SI 13 PREDICTABLE FAILURE PREVENTION - NIST-SP-800-53-R5/NIST-SP-800-53-R5.github.io GitHub Wiki
Control:
- a. Determine mean time to failure (MTTF) for the following system components in specific environments of operation: [ Assignment: organization-defined system components ]; and
- b. Provide substitute system components and a means to exchange active and standby components in accordance with the following criteria: [ Assignment: organization-defined MTTF substitution criteria ].
Discussion: While MTTF is primarily a reliability issue, predictable failure prevention is intended to address potential failures of system components that provide security capabilities. Failure rates reflect installation-specific consideration rather than the industry-average. Organizations define the criteria for the substitution of system components based on the MTTF value with consideration for the potential harm from component failures. The transfer of responsibilities between active and standby components does not compromise safety, operational readiness, or security capabilities. The preservation of system state variables is also critical to help ensure a successful transfer process. Standby components remain available at all times except for maintenance issues or recovery failures in progress.

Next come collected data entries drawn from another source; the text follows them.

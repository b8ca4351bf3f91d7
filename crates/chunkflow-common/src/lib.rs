//! Chunkflow Common Library
#![deny(clippy::unwrap_used, clippy::expect_used)]
//!
//! Shared error handling, logging and checksum utilities used by every
//! chunkflow workspace member.
//!
//! # Example
//!
//! ```no_run
//! use chunkflow_common::checksum::compute_file_checksum;
//! use chunkflow_common::types::ChecksumAlgorithm;
//! use chunkflow_common::Result;
//!
//! fn fingerprint_upload(path: &str) -> Result<String> {
//!     compute_file_checksum(path, ChecksumAlgorithm::Sha256)
//! }
//! ```

pub mod checksum;
pub mod error;
pub mod logging;
pub mod types;

pub use error::{CommonError, Result};
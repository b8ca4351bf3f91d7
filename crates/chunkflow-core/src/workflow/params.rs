//! Typed context parameters
//!
//! The context is a tagged-value store: every value carries its
//! [`ParamType`], and stages declare the `(key, type)` pairs they need.

use chrono::{DateTime, Utc};
use serde::{Deserialize, Serialize};
use std::collections::BTreeSet;
use std::fmt;

use super::temp_file::TempFile;
use crate::fingerprint::Fingerprint;

/// Well-known context keys
pub mod keys {
    /// Client-supplied upload identifier
    pub const UPLOAD_ID: &str = "uploadId";
    pub const FINGERPRINT: &str = "fingerprint";
    /// Number of slices the client announced
    pub const SLICE_COUNT: &str = "sliceCount";
    /// Job scratch directory holding received slices
    pub const SLICE_DIR: &str = "sliceDir";
    /// Name of the assembled file
    pub const FILE_NAME: &str = "fileName";
    /// Time of the last client interaction
    pub const LAST_ACTIVE_AT: &str = "lastActiveAt";
    /// Output files of the last stage, consumed by the next one
    pub const FILES: &str = "files";
    /// Hex SHA-256 of the merged file
    pub const CHECKSUM: &str = "checksum";
    pub const BUCKET: &str = "bucket";
    pub const OBJECT_PREFIX: &str = "objectPrefix";
    /// Object keys written by the transport stage
    pub const STORED_KEYS: &str = "storedKeys";
    /// Slice indices received so far
    pub const RECEIVED_SLICES: &str = "receivedSlices";
}

#[derive(Debug, Clone, Copy, PartialEq, Eq, Hash, Serialize, Deserialize)]
pub enum ParamType {
    Text,
    TextList,
    Integer,
    Flag,
    Fingerprint,
    Files,
    Timestamp,
    Indices,
}

impl fmt::Display for ParamType {
    fn fmt(&self, f: &mut fmt::Formatter<'_>) -> fmt::Result {
        let name = match self {
            ParamType::Text => "text",
            ParamType::TextList => "text list",
            ParamType::Integer => "integer",
            ParamType::Flag => "flag",
            ParamType::Fingerprint => "fingerprint",
            ParamType::Files => "files",
            ParamType::Timestamp => "timestamp",
            ParamType::Indices => "index set",
        };
        f.write_str(name)
    }
}

#[derive(Debug, Clone, PartialEq, Eq)]
pub enum ParamValue {
    Text(String),
    TextList(Vec<String>),
    Integer(i64),
    Flag(bool),
    Fingerprint(Fingerprint),
    Files(Vec<TempFile>),
    Timestamp(DateTime<Utc>),
    Indices(BTreeSet<u64>),
}

impl ParamValue {
    pub fn param_type(&self) -> ParamType {
        match self {
            ParamValue::Text(_) => ParamType::Text,
            ParamValue::TextList(_) => ParamType::TextList,
            ParamValue::Integer(_) => ParamType::Integer,
            ParamValue::Flag(_) => ParamType::Flag,
            ParamValue::Fingerprint(_) => ParamType::Fingerprint,
            ParamValue::Files(_) => ParamType::Files,
            ParamValue::Timestamp(_) => ParamType::Timestamp,
            ParamValue::Indices(_) => ParamType::Indices,
        }
    }

    pub fn as_text(&self) -> Option<&str> {
        match self {
            ParamValue::Text(s) => Some(s),
            _ => None,
        }
    }

    pub fn as_text_list(&self) -> Option<&[String]> {
        match self {
            ParamValue::TextList(items) => Some(items),
            _ => None,
        }
    }

    pub fn as_integer(&self) -> Option<i64> {
        match self {
            ParamValue::Integer(n) => Some(*n),
            _ => None,
        }
    }

    pub fn as_fingerprint(&self) -> Option<&Fingerprint> {
        match self {
            ParamValue::Fingerprint(fp) => Some(fp),
            _ => None,
        }
    }

    pub fn as_timestamp(&self) -> Option<DateTime<Utc>> {
        match self {
            ParamValue::Timestamp(ts) => Some(*ts),
            _ => None,
        }
    }

    pub fn as_indices(&self) -> Option<&BTreeSet<u64>> {
        match self {
            ParamValue::Indices(set) => Some(set),
            _ => None,
        }
    }
}

impl From<&str> for ParamValue {
    fn from(value: &str) -> Self {
        ParamValue::Text(value.to_string())
    }
}

impl From<String> for ParamValue {
    fn from(value: String) -> Self {
        ParamValue::Text(value)
    }
}

impl From<i64> for ParamValue {
    fn from(value: i64) -> Self {
        ParamValue::Integer(value)
    }
}

impl From<bool> for ParamValue {
    fn from(value: bool) -> Self {
        ParamValue::Flag(value)
    }
}

impl From<Fingerprint> for ParamValue {
    fn from(value: Fingerprint) -> Self {
        ParamValue::Fingerprint(value)
    }
}

impl From<Vec<TempFile>> for ParamValue {
    fn from(value: Vec<TempFile>) -> Self {
        ParamValue::Files(value)
    }
}

impl From<DateTime<Utc>> for ParamValue {
    fn from(value: DateTime<Utc>) -> Self {
        ParamValue::Timestamp(value)
    }
}

impl From<BTreeSet<u64>> for ParamValue {
    fn from(value: BTreeSet<u64>) -> Self {
        ParamValue::Indices(value)
    }
}

#[cfg(test)]
mod tests {
    use super::*;
    use crate::fingerprint::Mapper;

    #[test]
    fn values_report_their_type() {
        assert_eq!(ParamValue::from("abc").param_type(), ParamType::Text);
        assert_eq!(ParamValue::from(3_i64).param_type(), ParamType::Integer);
        assert_eq!(ParamValue::from(true).param_type(), ParamType::Flag);
        assert_eq!(
            ParamValue::from(Mapper::identity().compute("id")).param_type(),
            ParamType::Fingerprint
        );
        assert_eq!(ParamValue::from(Vec::<TempFile>::new()).param_type(), ParamType::Files);
        assert_eq!(ParamValue::from(Utc::now()).param_type(), ParamType::Timestamp);
        assert_eq!(ParamValue::from(BTreeSet::from([1_u64])).param_type(), ParamType::Indices);
    }

    #[test]
    fn accessors_reject_other_variants() {
        let value = ParamValue::Integer(7);
        assert_eq!(value.as_integer(), Some(7));
        assert_eq!(value.as_text(), None);
        assert!(value.as_fingerprint().is_none());
    }
}
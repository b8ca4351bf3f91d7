//! Progress display for a running job

use indicatif::{ProgressBar, ProgressStyle};

const JOB_TEMPLATE: &str =
    "{spinner:.green} [{elapsed_precise}] [{wide_bar:.cyan/blue}] {pos}/{len} {msg}";

/// Progress bar whose length follows the active stage's max progress
pub fn create_job_progress(message: &str) -> ProgressBar {
    let pb = ProgressBar::new(1);
    let style = ProgressStyle::with_template(JOB_TEMPLATE)
        .unwrap_or_else(|_| ProgressStyle::default_bar())
        .progress_chars("#>-");
    pb.set_style(style);
    pb.set_message(message.to_string());
    pb
}

/// Format bytes into human-readable string
pub fn format_bytes(bytes: u64) -> String {
    const UNITS: &[&str] = &["B", "KB", "MB", "GB", "TB"];
    let mut size = bytes as f64;
    let mut unit = UNITS[0];

    for next in &UNITS[1..] {
        if size < 1024.0 {
            break;
        }
        size /= 1024.0;
        unit = next;
    }

    if unit == UNITS[0] {
        format!("{} {}", bytes, unit)
    } else {
        format!("{:.2} {}", size, unit)
    }
}

#[cfg(test)]
mod tests {
    use super::*;

    #[test]
    fn test_format_bytes() {
        assert_eq!(format_bytes(0), "0 B");
        assert_eq!(format_bytes(512), "512 B");
        assert_eq!(format_bytes(1536), "1.50 KB");
        assert_eq!(format_bytes(5 * 1024 * 1024), "5.00 MB");
    }

    #[test]
    fn test_create_job_progress() {
        let pb = create_job_progress("uploading_slice");
        assert_eq!(pb.length(), Some(1));
        assert_eq!(pb.message(), "uploading_slice");
    }
}
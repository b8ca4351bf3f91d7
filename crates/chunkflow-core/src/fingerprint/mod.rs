//! File fingerprints
//!
//! A fingerprint is the canonical identifier a job's artifacts are stored and
//! looked up under. It is produced from an identifying string by a pluggable
//! [`FingerprintMapper`]; mappers are stateless and shared by every job
//! through the cloneable [`Mapper`] handle.

mod digest;
mod identity;

pub use digest::DigestMapper;
pub use identity::IdentityMapper;

use std::fmt;
use std::sync::Arc;

/// Maps an identifying string to its canonical fingerprint string
pub trait FingerprintMapper: Send + Sync + fmt::Debug {
    /// Stable mapper name, e.g. "none" or "sha256"
    fn name(&self) -> &str;

    fn map(&self, input: &str) -> String;
}

/// Shared handle to a mapper
#[derive(Clone)]
pub struct Mapper(Arc<dyn FingerprintMapper>);

impl Mapper {
    pub fn new(mapper: impl FingerprintMapper + 'static) -> Self {
        Self(Arc::new(mapper))
    }

    pub fn identity() -> Self {
        Self::new(IdentityMapper)
    }

    pub fn name(&self) -> &str {
        self.0.name()
    }

    pub fn compute(&self, input: &str) -> Fingerprint {
        Fingerprint {
            value: self.0.map(input),
            mapper: self.clone(),
        }
    }
}

impl fmt::Debug for Mapper {
    fn fmt(&self, f: &mut fmt::Formatter<'_>) -> fmt::Result {
        f.debug_tuple("Mapper").field(&self.name()).finish()
    }
}

impl PartialEq for Mapper {
    fn eq(&self, other: &Self) -> bool {
        self.name() == other.name()
    }
}

impl Eq for Mapper {}

#[derive(Debug, Clone, PartialEq, Eq)]
pub struct Fingerprint {
    value: String,
    mapper: Mapper,
}

impl Fingerprint {
    pub fn as_str(&self) -> &str {
        &self.value
    }

    /// Mapper that produced this fingerprint
    pub fn mapper(&self) -> &Mapper {
        &self.mapper
    }
}

impl fmt::Display for Fingerprint {
    fn fmt(&self, f: &mut fmt::Formatter<'_>) -> fmt::Result {
        f.write_str(&self.value)
    }
}

#[cfg(test)]
mod tests {
    use super::*;

    #[test]
    fn identity_keeps_uuid_verbatim() {
        let fp = Mapper::identity().compute("8d6b5f5a-dc3b-4513-b504-e4de2d594751");
        assert_eq!(fp.as_str(), "8d6b5f5a-dc3b-4513-b504-e4de2d594751");
        assert_eq!(fp.mapper().name(), "none");
    }

    #[test]
    fn equality_considers_mapper() {
        let identity = Mapper::identity();
        let digest = Mapper::new(DigestMapper::default());

        assert_eq!(identity.compute("abc"), identity.compute("abc"));
        assert_ne!(identity.compute("abc"), digest.compute("abc"));
    }
}
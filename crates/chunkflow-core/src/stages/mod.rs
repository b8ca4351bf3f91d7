//! Reference pipeline stages
//!
//! Upload, merge, transform and transport, in pipeline order. Each stage is
//! stateless; everything job-specific lives in the context.

mod merge;
mod transform;
mod transport;
mod upload;

pub use merge::SliceMergeStage;
pub use transform::{PassthroughTranscoder, Transcoder, TransformStage};
pub use transport::TransportStage;
pub use upload::{SliceUploadStage, UploadRequest};

use std::path::{Path, PathBuf};

use crate::workflow::{keys, StageError, WorkflowContext};

fn slice_dir(ctx: &WorkflowContext) -> Result<PathBuf, StageError> {
    ctx.require_text(keys::SLICE_DIR).map(PathBuf::from)
}

/// Reduce a client-supplied name to its final path component.
///
/// Names that leave nothing usable (empty, `.`, `..`, a bare root) are
/// rejected so every derived path stays inside the job's slice directory.
pub(crate) fn checked_file_name(name: &str) -> Result<String, StageError> {
    match Path::new(name).file_name().and_then(|base| base.to_str()) {
        Some(base) if !base.is_empty() && base != "." && base != ".." => Ok(base.to_string()),
        _ => Err(StageError::invalid_parameter(
            keys::FILE_NAME,
            format!("{name:?} is not a usable file name"),
        )),
    }
}

#[cfg(test)]
#[allow(clippy::unwrap_used, clippy::expect_used)]
mod tests {
    use super::*;

    #[test]
    fn file_names_keep_only_the_last_component() {
        assert_eq!(checked_file_name("payload.bin").unwrap(), "payload.bin");
        assert_eq!(checked_file_name("/etc/passwd").unwrap(), "passwd");
        assert_eq!(checked_file_name("../../escape.bin").unwrap(), "escape.bin");
        assert_eq!(checked_file_name("nested/dir/name.txt").unwrap(), "name.txt");
    }

    #[test]
    fn unusable_file_names_are_rejected() {
        for name in ["", ".", "..", "/", "a/.."] {
            let err = checked_file_name(name).unwrap_err();
            assert!(
                matches!(err, StageError::InvalidParameter { ref key, .. } if key == keys::FILE_NAME),
                "{name:?} should be rejected"
            );
        }
    }
}
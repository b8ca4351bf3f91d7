use std::collections::HashMap;
use std::sync::Arc;

use super::error::WorkflowError;
use super::stage::WorkflowStage;
use super::status::StagePhase;

/// Configured stages, addressable by operation name
pub struct StageRegistry {
    stages: Vec<Arc<dyn WorkflowStage>>,
    by_name: HashMap<String, usize>,
}

impl StageRegistry {
    /// Fails on an empty or duplicate operation name
    pub fn new(stages: Vec<Arc<dyn WorkflowStage>>) -> Result<Self, WorkflowError> {
        let mut by_name = HashMap::with_capacity(stages.len());

        for (index, stage) in stages.iter().enumerate() {
            let name = stage.operation_name();
            if name.trim().is_empty() {
                return Err(WorkflowError::EmptyStageName);
            }
            if by_name.insert(name.to_string(), index).is_some() {
                return Err(WorkflowError::DuplicateStage(name.to_string()));
            }
        }

        Ok(Self { stages, by_name })
    }

    pub fn get(&self, name: &str) -> Option<&Arc<dyn WorkflowStage>> {
        self.by_name.get(name).and_then(|&index| self.stages.get(index))
    }

    pub fn for_phase(&self, phase: StagePhase) -> Option<&Arc<dyn WorkflowStage>> {
        self.stages.iter().find(|stage| stage.phase() == phase)
    }

    pub fn iter(&self) -> impl Iterator<Item = &Arc<dyn WorkflowStage>> {
        self.stages.iter()
    }

    pub fn names(&self) -> Vec<&str> {
        self.stages.iter().map(|stage| stage.operation_name()).collect()
    }

    pub fn len(&self) -> usize {
        self.stages.len()
    }

    pub fn is_empty(&self) -> bool {
        self.stages.is_empty()
    }
}

impl std::fmt::Debug for StageRegistry {
    fn fmt(&self, f: &mut std::fmt::Formatter<'_>) -> std::fmt::Result {
        f.debug_struct("StageRegistry")
            .field("stages", &self.names())
            .finish()
    }
}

Related Controls: CP-2 , CP-10 , CP-13 , MA-2 , MA-6 , SA-8 , SC-6.
Control Enhancements:
-
(1) PREDICTABLE FAILURE PREVENTION / TRANSFERRING COMPONENT RESPONSIBILITIES
Take system components out of service by transferring component responsibilities to substitute components no later than [ Assignment: organization-defined fraction or percentage ] of mean time to failure.Discussion: Transferring primary system component responsibilities to other substitute components prior to primary component failure is important to reduce the risk of degraded or debilitated mission or business functions. Making such transfers based on a percentage of mean time to failure allows organizations to be proactive based on their risk tolerance. However, the premature replacement of system components can result in the increased cost of system operations.
Related Controls: None.
-
(2) PREDICTABLE FAILURE PREVENTION / TIME LIMIT ON PROCESS EXECUTION WITHOUT SUPERVISION
[Withdrawn: Incorporated into SI-7(16).] -
(3) PREDICTABLE FAILURE PREVENTION / MANUAL TRANSFER BETWEEN COMPONENTS
Manually initiate transfers between active and standby system components when the use of the active component reaches [ Assignment: organization-defined percentage ] of the mean time to failure.Discussion: For example, if the MTTF for a system component is 100 days and the MTTF percentage defined by the organization is 90 percent, the manual transfer would occur after 90 days.
Related Controls: None.
-
(4) PREDICTABLE FAILURE PREVENTION / STANDBY COMPONENT INSTALLATION AND NOTIFICATION
If system component failures are detected:- (a) Ensure that the standby components are successfully and transparently installed within [ Assignment: organization-defined time period ]; and
- (b) [ Selection (one or more): Activate [ Assignment: organization-defined alarm ]; Automatically shut down the system; [ Assignment: organization-defined action ]].
Discussion: Automatic or manual transfer of components from standby to active mode can occur upon the detection of component failures.
Related Controls: None.
-
(5) PREDICTABLE FAILURE PREVENTION / FAILOVER CAPABILITY
Provide [ Selection: real-time; near real-time ] [ Assignment: organization-defined failover capability ] for the system.Discussion: Failover refers to the automatic switchover to an alternate system upon the failure of the primary system. Failover capability includes incorporating mirrored system operations at alternate processing sites or periodic data mirroring at regular intervals defined by the recovery time periods of organizations.
Related Controls: CP-6 , CP-7 , CP-9.
References: None.